Le applicazioni ClickOnce sono per certi versi simili a quelle Java. Per installarne una non servono i privilegi di amministratore, perciò anche il loro spazio per eventuali azioni malevoli di solito non è amplissimo.
Ciò non toglie che, anche con bassi privilegi, possano essere effettuate diverse azioni contro la sicurezza del proprio sistema (furto di dati riservati e credenziali, tanto per dire) e che, come la VM Java ha delle vulnerabilità, anche il .NET Framework possa averne.
È quindi naturale pretendere da Microsoft un atteggiamento più trasparente.
Un’altra funzione, meno grave ma comunque fastidiosa, è quella di informare ogni sito web che si visita della versione di .NET installata sul proprio sistema grazie al parametro User-Agent degli header HTTP. Per me, vale sempre la regola che meno informazioni si danno sul proprio sistema e meglio è.
È un po’ come quei siti web che mettono in bella vista “This site is powered by Apache 2.2.x”: grazie, così se ti devo attaccare (per lavoro, ovviamente) so già quali exploit usare e quali no.

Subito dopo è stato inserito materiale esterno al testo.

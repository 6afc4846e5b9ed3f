//! The coordinating component.
//!
//! [`KlineEngine`] owns the stream registry shared by the [`KlineStore`] and the
//! [`HealthMonitor`], feeds transport messages into them, runs the periodic staleness sweep and
//! spawns recoveries through the [`RecoveryOrchestrator`].

use crate::{
    bucket::bucket_start,
    candle::{Candle, KlineEvent, StreamKey},
    clock::{Clock, SystemClock},
    collaborator::{BackfillSource, ConnectionManager, FeedMessage},
    config::{EngineConfig, StreamConfig},
    coverage::CoverageTracker,
    error::StreamError,
    health::{HealthMonitor, HealthRecord, HealthStatus},
    recovery::{
        RecoveryPhase, RecoverySession, RecoveryTrigger,
        orchestrator::{Recovered, RecoveryOrchestrator},
    },
    store::{ApplyOutcome, KlineStore, Replay},
};
use chrono::{DateTime, Utc};
use itertools::Itertools;
use std::sync::Arc;
use tokio::{sync::mpsc, task::JoinHandle, time::MissedTickBehavior};
use tokio_util::sync::CancellationToken;
use tracing::{debug, error, info, warn};

#[derive(Debug)]
pub struct KlineEngine<Connection, Backfill, Clk = SystemClock> {
    config: EngineConfig,
    store: Arc<KlineStore>,
    monitor: Arc<HealthMonitor>,
    connection: Arc<Connection>,
    clock: Arc<Clk>,
    orchestrator: Arc<RecoveryOrchestrator<Connection, Backfill, Clk>>,
    coverage: CoverageTracker,
}

impl<Connection, Backfill, Clk> KlineEngine<Connection, Backfill, Clk>
where
    Connection: ConnectionManager,
    Backfill: BackfillSource,
    Clk: Clock,
{
    pub fn new(
        config: EngineConfig,
        connection: Arc<Connection>,
        backfill: Arc<Backfill>,
        clock: Arc<Clk>,
    ) -> Result<Self, StreamError> {
        config.validate()?;

        let store = Arc::new(KlineStore::new());
        let monitor = Arc::new(HealthMonitor::new());
        let orchestrator = Arc::new(RecoveryOrchestrator::new(
            Arc::clone(&store),
            Arc::clone(&monitor),
            Arc::clone(&connection),
            backfill,
            Arc::clone(&clock),
            config.recovery.clone(),
        ));

        Ok(Self {
            config,
            store,
            monitor,
            connection,
            clock,
            orchestrator,
            coverage: CoverageTracker::new(),
        })
    }

    pub fn config(&self) -> &EngineConfig {
        &self.config
    }

    pub fn stream_keys(&self) -> Vec<StreamKey> {
        self.store.keys()
    }

    /// Register a stream and open its connection. `None` uses the engine's default
    /// [`StreamConfig`].
    pub async fn subscribe(
        &self,
        key: StreamKey,
        config: Option<StreamConfig>,
    ) -> Result<(), StreamError> {
        let config = config.unwrap_or_else(|| self.config.stream.clone());
        config.validate()?;

        let stale_threshold = config.stale_threshold(key.interval);
        self.store.insert(key.clone(), config)?;
        if let Err(error) = self
            .monitor
            .register(key.clone(), stale_threshold, self.clock.now())
        {
            let _ = self.store.remove(&key);
            return Err(error);
        }

        if let Err(error) = self.connection.subscribe(&key).await {
            let _ = self.store.remove(&key);
            let _ = self.monitor.deregister(&key);
            return Err(error.into());
        }

        self.coverage.register(&key);
        info!(
            stream_key = %key,
            stale_threshold_ms = stale_threshold.num_milliseconds(),
            "subscribed"
        );
        Ok(())
    }

    pub async fn unsubscribe(&self, key: &StreamKey) -> Result<(), StreamError> {
        self.orchestrator.forget(key);
        self.store.remove(key)?;
        self.monitor.deregister(key)?;
        self.coverage.deregister(key);

        if let Err(error) = self.connection.unsubscribe(key).await {
            warn!(stream_key = %key, %error, "failed to close connection");
        }

        info!(stream_key = %key, "unsubscribed");
        Ok(())
    }

    /// Seed an empty ring with the last `ring_capacity` closed candles.
    ///
    /// Live events are buffered while the history loads and replayed on top of it. Returns the
    /// number of candles loaded, zero if the stream already has closed history.
    pub async fn bootstrap(self: &Arc<Self>, key: &StreamKey) -> Result<usize, StreamError> {
        let reconciled = self.orchestrator.bootstrap(key).await?;
        self.check_replay(key, &reconciled.replay);
        Ok(reconciled.merged)
    }

    /// Apply one live event and note it with the health monitor and the bucket coverage.
    pub fn apply_update(
        &self,
        key: &StreamKey,
        event: KlineEvent,
    ) -> Result<ApplyOutcome, StreamError> {
        let event_time = event.event_time;
        let outcome = match self.store.apply_update(key, event) {
            Ok(outcome) => outcome,
            Err(error @ StreamError::OutOfOrderDuplicate { .. }) => {
                debug!(%error, "discarded out-of-order duplicate");
                return Err(error);
            }
            Err(error @ StreamError::LateEvent { .. }) => {
                warn!(%error, "discarded late event");
                return Err(error);
            }
            Err(error) => return Err(error),
        };

        match &outcome {
            ApplyOutcome::Duplicate { seq } => {
                debug!(stream_key = %key, seq, "ignored duplicate event");
            }
            ApplyOutcome::Buffered => self.monitor.record_event(key, self.clock.now())?,
            ApplyOutcome::Opened { .. } | ApplyOutcome::Merged | ApplyOutcome::Rolled { .. } => {
                self.monitor.record_event(key, self.clock.now())?;
                if let Ok(open_time) = bucket_start(event_time, key.interval.duration()) {
                    self.note_coverage(key, open_time);
                }
            }
        }

        Ok(outcome)
    }

    fn note_coverage(&self, key: &StreamKey, open_time: DateTime<Utc>) {
        let Some(summary) = self.coverage.record(key, open_time) else {
            return;
        };

        if summary.is_complete() {
            info!(
                interval = %summary.interval,
                open_time = %summary.open_time,
                updated = summary.updated,
                expected = summary.expected,
                "bucket coverage complete"
            );
        } else {
            warn!(
                interval = %summary.interval,
                open_time = %summary.open_time,
                updated = summary.updated,
                expected = summary.expected,
                missing = %summary.missing.iter().join(","),
                "bucket coverage incomplete"
            );
        }
    }

    /// Route one transport message. Gaps and disconnects spawn a recovery.
    pub fn handle(self: &Arc<Self>, message: FeedMessage) {
        match message {
            FeedMessage::Event { key, event } => match self.apply_update(&key, event) {
                Ok(outcome) => {
                    if let Some(violation) = gap_violation(&key, &outcome) {
                        error!(error = %violation, "consistency violation, forcing recovery");
                        self.trigger(&key, RecoveryTrigger::ConsistencyViolation);
                    }
                }
                Err(StreamError::UnknownStream(key)) => {
                    debug!(stream_key = %key, "event for unsubscribed stream");
                }
                Err(
                    StreamError::OutOfOrderDuplicate { .. } | StreamError::LateEvent { .. },
                ) => {}
                Err(error) => warn!(stream_key = %key, %error, "event rejected"),
            },
            FeedMessage::Disconnected(key) => {
                warn!(stream_key = %key, "stream disconnected");
                self.trigger(&key, RecoveryTrigger::Disconnected);
            }
            FeedMessage::Reconnected(key) => {
                info!(stream_key = %key, "stream reconnected");
            }
        }
    }

    /// Consume the transport feed until every sender is dropped.
    pub async fn run_feed(self: Arc<Self>, mut feed: mpsc::Receiver<FeedMessage>) {
        while let Some(message) = feed.recv().await {
            self.handle(message);
        }
        info!("feed closed");
    }

    /// Start recovery for every STALE stream. Returns the streams a session was started for.
    pub fn sweep(self: &Arc<Self>) -> Vec<StreamKey> {
        let now = self.clock.now();
        self.monitor
            .snapshot(now)
            .into_iter()
            .filter(|record| record.status == HealthStatus::Stale)
            .filter_map(|record| {
                warn!(
                    stream_key = %record.stream_key,
                    silence_ms = record.silence(now).num_milliseconds(),
                    stale_threshold_ms = record.stale_threshold.num_milliseconds(),
                    "stream stale"
                );
                self.trigger(&record.stream_key, RecoveryTrigger::Stale)
                    .then_some(record.stream_key)
            })
            .collect()
    }

    /// Run [`Self::sweep`] every `sweep_interval` until cancelled.
    pub async fn run_monitor(self: Arc<Self>, cancel: CancellationToken) {
        let mut ticker = tokio::time::interval(self.config.sweep_interval);
        ticker.set_missed_tick_behavior(MissedTickBehavior::Delay);

        loop {
            tokio::select! {
                _ = cancel.cancelled() => break,
                _ = ticker.tick() => {
                    self.sweep();
                }
            }
        }
        info!("health monitor stopped");
    }

    /// Spawn a recovery session for `key`.
    pub fn recover(
        self: &Arc<Self>,
        key: &StreamKey,
        trigger: RecoveryTrigger,
    ) -> Result<JoinHandle<Result<Recovered, StreamError>>, StreamError> {
        let ticket = self.orchestrator.begin(key, trigger)?;
        let engine = Arc::clone(self);

        Ok(tokio::spawn(async move {
            let result = engine.orchestrator.run(ticket).await;
            if let Ok(recovered) = &result {
                engine.check_replay(&recovered.key, &recovered.reconciled.replay);
            }
            result
        }))
    }

    pub fn cancel_recovery(&self, key: &StreamKey) -> Result<(), StreamError> {
        self.orchestrator.cancel(key)
    }

    /// Clear a terminal failure and start a fresh recovery.
    pub fn retry(
        self: &Arc<Self>,
        key: &StreamKey,
    ) -> Result<JoinHandle<Result<Recovered, StreamError>>, StreamError> {
        self.orchestrator.reset(key)?;
        self.recover(key, RecoveryTrigger::Manual)
    }

    pub fn get_current_candle(&self, key: &StreamKey) -> Result<Option<Candle>, StreamError> {
        self.store.current_candle(key)
    }

    /// Newest `limit` closed candles, oldest first.
    pub fn get_recent_closed(
        &self,
        key: &StreamKey,
        limit: usize,
    ) -> Result<Vec<Candle>, StreamError> {
        self.store.recent_closed(key, limit)
    }

    pub fn get_health(&self, key: &StreamKey) -> Result<HealthRecord, StreamError> {
        self.monitor.get_health(key, self.clock.now())
    }

    pub fn health_snapshot(&self) -> Vec<HealthRecord> {
        self.monitor.snapshot(self.clock.now())
    }

    pub fn recovery_phase(&self, key: &StreamKey) -> Result<RecoveryPhase, StreamError> {
        self.ensure_known(key)?;
        Ok(self.orchestrator.phase(key))
    }

    pub fn recovery_session(&self, key: &StreamKey) -> Option<RecoverySession> {
        self.orchestrator.session(key)
    }

    pub fn recovery_failure(&self, key: &StreamKey) -> Option<StreamError> {
        self.orchestrator.failure(key)
    }

    fn trigger(self: &Arc<Self>, key: &StreamKey, trigger: RecoveryTrigger) -> bool {
        match self.recover(key, trigger) {
            Ok(_) => true,
            Err(error) => {
                debug!(stream_key = %key, %trigger, %error, "recovery not started");
                false
            }
        }
    }

    /// Start a consistency recovery if replaying buffered events crossed unobserved buckets.
    fn check_replay(self: &Arc<Self>, key: &StreamKey, replay: &Replay) {
        if replay.skipped == 0 {
            return;
        }
        error!(
            stream_key = %key,
            gap_at = ?replay.gap_at,
            skipped = replay.skipped,
            "gap while replaying buffered events, forcing recovery"
        );
        self.trigger(key, RecoveryTrigger::ConsistencyViolation);
    }

    fn ensure_known(&self, key: &StreamKey) -> Result<(), StreamError> {
        if self.store.contains(key) {
            Ok(())
        } else {
            Err(StreamError::UnknownStream(key.clone()))
        }
    }
}

/// Unobserved buckets behind a newly opened candle, as a consistency violation.
fn gap_violation(key: &StreamKey, outcome: &ApplyOutcome) -> Option<StreamError> {
    let skipped = outcome.skipped();
    if skipped == 0 {
        return None;
    }
    let found = outcome.opened()?;
    Some(StreamError::ConsistencyViolation {
        key: key.clone(),
        expected: found - key.interval.times(i64::try_from(skipped).unwrap_or(i64::MAX)),
        found,
    })
}

#[cfg(test)]
mod tests {
    use super::*;
    use crate::interval::Interval;
    use chrono::{DateTime, TimeZone, Utc};

    #[test]
    fn test_gap_violation() {
        let key = StreamKey::new("BTCUSDT", Interval::from_hours(1));
        let at = |hour| Utc.with_ymd_and_hms(2024, 3, 1, hour, 0, 0).unwrap();

        struct TestCase {
            input: ApplyOutcome,
            expected: Option<(DateTime<Utc>, DateTime<Utc>)>,
        }

        let tests = vec![
            TestCase {
                // TC0: contiguous open
                input: ApplyOutcome::Opened {
                    open_time: at(13),
                    skipped: 0,
                },
                expected: None,
            },
            TestCase {
                // TC1: two buckets never observed
                input: ApplyOutcome::Opened {
                    open_time: at(13),
                    skipped: 2,
                },
                expected: Some((at(11), at(13))),
            },
            TestCase {
                // TC2: merge never violates
                input: ApplyOutcome::Merged,
                expected: None,
            },
        ];

        for (index, test) in tests.into_iter().enumerate() {
            let actual = gap_violation(&key, &test.input).map(|violation| match violation {
                StreamError::ConsistencyViolation {
                    expected, found, ..
                } => (expected, found),
                other => panic!("unexpected error {other:?}"),
            });
            assert_eq!(actual, test.expected, "TC{} failed", index);
        }
    }
}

Beh, direte voi, ora che lo so magari lo tolgo di mezzo questo maledetto add-on, no? Non è così semplice, infatti, come spiega Brad Abrams, sviluppatore Microsoft, sul suo blog: “abbiamo aggiunto questo supporto a livello macchina al fine di abilitare questa funzionalità per tutti gli utenti del sistema. Sembra ragionevole no? Beh, attivarlo a livello macchina invece che a livello utente ha comportato che il bottone “Disinistalla” è disabilitato nel menu degli add-on di Firefox perché gli utenti standard non sono abilitati a disinstallare componenti a livello macchina.”
Nei commenti del post di può leggere il malcontento di molti utenti per questo add-on, e anche altri esperti di sicurezza hanno recentemente espresso la loro disapprovazione.
Come anche Sullo fa notare, infatti, non c’è niente di ragionevole in questa scelta. Microsoft avrebbe dovuto pubblicare l’add-on sull’apposito sito di Mozilla come chiunque altro, e non modificare in maniera silente il principale browser rivale riducendone la sua sicurezza.
Per disinstallare completamente l’estensione bisogna eseguire i passi descritti nel post di Abrams, tra cui l’editing del registro di sistema e delle configurazioni di Firefox.
Questa almeno era la procedura d’obbligo fino ad inizio maggio. Dopo mesi di lamentele, Microsoft ha infatti da poco rilasciato un update per .NET Framework 3.5 SP1 che permette di disinstallare l’add-on molto più semplicemente.
Questa notizia dà anche l’opportunità di ricordare l’importanza di controllare periodicamente e con attenzione le estensioni di Firefox (ma non solo) attive sul proprio sistema in quanto possibili vettori di molteplici problemi.
Le estensioni malevoli sono un problema già ben noto e piuttosto insidioso per gli utenti meno smaliziati, ma non solo per loro, come abbiamo visto.